Start with a human heuristic and then build a simple model: initial baseline = first step toward a solution -> Great way to inform what to build next

What to focus on in an ML project

Find the impact bottleneck: piece of the pipeline that could provide the most value if improved

Imagine that the impact bottleneck is solved: it was worth the effort you estimate it would take?
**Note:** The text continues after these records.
use std::path::PathBuf;

use clap::{Args, Parser, Subcommand};

pub const DEFAULT_STORE_PATH: &str = "harmonized.store";

#[derive(Debug, Parser)]
#[command(
    author,
    version,
    about = "Harmonize clinical and climate CSV exports into one record store",
    long_about = None
)]
pub struct Cli {
    #[command(subcommand)]
    pub command: Commands,
}

#[derive(Debug, Subcommand)]
pub enum Commands {
    /// Ingest a CSV file into the harmonized record store
    Ingest(IngestArgs),
    /// List the harmonized fields defined by a schema
    Fields(FieldsArgs),
    /// Show which source a CSV file is detected as and how its columns map
    Detect(DetectArgs),
    /// Write the stored harmonized records as CSV
    Export(ExportArgs),
}

#[derive(Debug, Args)]
pub struct IngestArgs {
    /// Input CSV file (`-` reads stdin)
    #[arg(short = 'i', long = "input")]
    pub input: PathBuf,
    /// YAML schema describing the harmonized fields
    #[arg(short = 's', long = "schema")]
    pub schema: PathBuf,
    /// Record store file, created when missing
    #[arg(long, default_value = DEFAULT_STORE_PATH)]
    pub store: PathBuf,
    /// CSV delimiter character (supports ',', 'tab', ';', '|')
    #[arg(long, value_parser = parse_delimiter)]
    pub delimiter: Option<u8>,
    /// Character encoding of the input file (defaults to utf-8)
    #[arg(long = "input-encoding")]
    pub input_encoding: Option<String>,
    /// Write per-row diagnostics to this file as JSON lines
    #[arg(long)]
    pub diagnostics: Option<PathBuf>,
    /// Write the run statistics to this file as JSON
    #[arg(long = "summary-json")]
    pub summary_json: Option<PathBuf>,
    /// Process and report without saving the store
    #[arg(long = "dry-run")]
    pub dry_run: bool,
}

#[derive(Debug, Args)]
pub struct FieldsArgs {
    /// YAML schema describing the harmonized fields
    #[arg(short = 's', long = "schema")]
    pub schema: PathBuf,
}

#[derive(Debug, Args)]
pub struct DetectArgs {
    /// Input CSV file (`-` reads stdin)
    #[arg(short = 'i', long = "input")]
    pub input: PathBuf,
    /// YAML schema describing the harmonized fields
    #[arg(short = 's', long = "schema")]
    pub schema: PathBuf,
    /// CSV delimiter character (supports ',', 'tab', ';', '|')
    #[arg(long, value_parser = parse_delimiter)]
    pub delimiter: Option<u8>,
    /// Character encoding of the input file (defaults to utf-8)
    #[arg(long = "input-encoding")]
    pub input_encoding: Option<String>,
}

#[derive(Debug, Args)]
pub struct ExportArgs {
    /// Record store file
    #[arg(long, default_value = DEFAULT_STORE_PATH)]
    pub store: PathBuf,
    /// Output CSV file (stdout if omitted)
    #[arg(short = 'o', long = "output")]
    pub output: Option<PathBuf>,
    /// Schema used to order the exported columns
    #[arg(short = 's', long = "schema")]
    pub schema: Option<PathBuf>,
    /// Output delimiter (defaults to ',' or tab for .tsv outputs)
    #[arg(long, value_parser = parse_delimiter)]
    pub delimiter: Option<u8>,
}

pub fn parse_delimiter(value: &str) -> Result<u8, String> {
    match value {
        "tab" | "\t" => Ok(b'\t'),
        "comma" | "," => Ok(b','),
        "|" | "pipe" => Ok(b'|'),
        ";" | "semicolon" => Ok(b';'),
        other => {
            let mut chars = other.chars();
            let first = chars
                .next()
                .ok_or_else(|| "Delimiter cannot be empty".to_string())?;
            if chars.next().is_some() {
                return Err("Delimiter must be a single character".to_string());
            }
            if !first.is_ascii() {
                return Err("Delimiter must be ASCII".to_string());
            }
            Ok(first as u8)
        }
    }
}

#[cfg(test)]
mod tests {
    use super::*;

    #[test]
    fn delimiter_names_and_characters_are_accepted() {
        assert_eq!(parse_delimiter("tab"), Ok(b'\t'));
        assert_eq!(parse_delimiter("semicolon"), Ok(b';'));
        assert_eq!(parse_delimiter(":"), Ok(b':'));
        assert!(parse_delimiter("ab").is_err());
        assert!(parse_delimiter("").is_err());
    }

    #[test]
    fn ingest_defaults_the_store_path() {
        let cli = Cli::parse_from(["csv-harmonizer", "ingest", "-i", "a.csv", "-s", "s.yml"]);
        match cli.command {
            Commands::Ingest(args) => {
                assert_eq!(args.store, PathBuf::from(DEFAULT_STORE_PATH));
                assert!(!args.dry_run);
            }
            other => panic!("unexpected command {other:?}"),
        }
    }
}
Which modeling techniques to use

Spend the manual effort to look at inputs and outputs of your model: see if anything looks weird. Looking at your data helps you think of good heuristics, models and ways to reframe the product

Ch2. Create a Plan

Measuring Success

First model: simplest model that could address a product’s needs -> generating and analyzing results is the fastest way to make progress in ML

  • Baseline: heuristics based on domain knowledge
  • Simple model
  • Complex model

You don’t always need ML: even features that could benefit from ML can often simply use a heuristic for their first version (you may realize that you don’t need ML at all)

Business Performance

Product metrics: goals of your product or feature. Ultimately the only ones that matter, all other metrics should be used as tools to improve product metrics

Updating an app to make a modeling task easier

  • Change an interface so that a model’s results can be omitted if they are below a confidence threshold
  • Present a few other predictions or heuristics in addition to model’s top prediction
  • Communicate to users that model is still in an experimental phase and giving them opportunities to provide feedback

“A product should be designed with reasonable assumptions of model performance in mind. If a product relies on a model being perfect to be useful, it is very likely to produce innacurate or even dangerous results”

Freshness and Distribution Shift

Distribution of the data shifts -> model often needs to change in order to maintain the same level of performance

Leverage Domain Expertise

Best way to devise heuristics -> see what experts are currently doing. Most practical applications are not entirely novel. How do people currently solve the problem you are trying to solve?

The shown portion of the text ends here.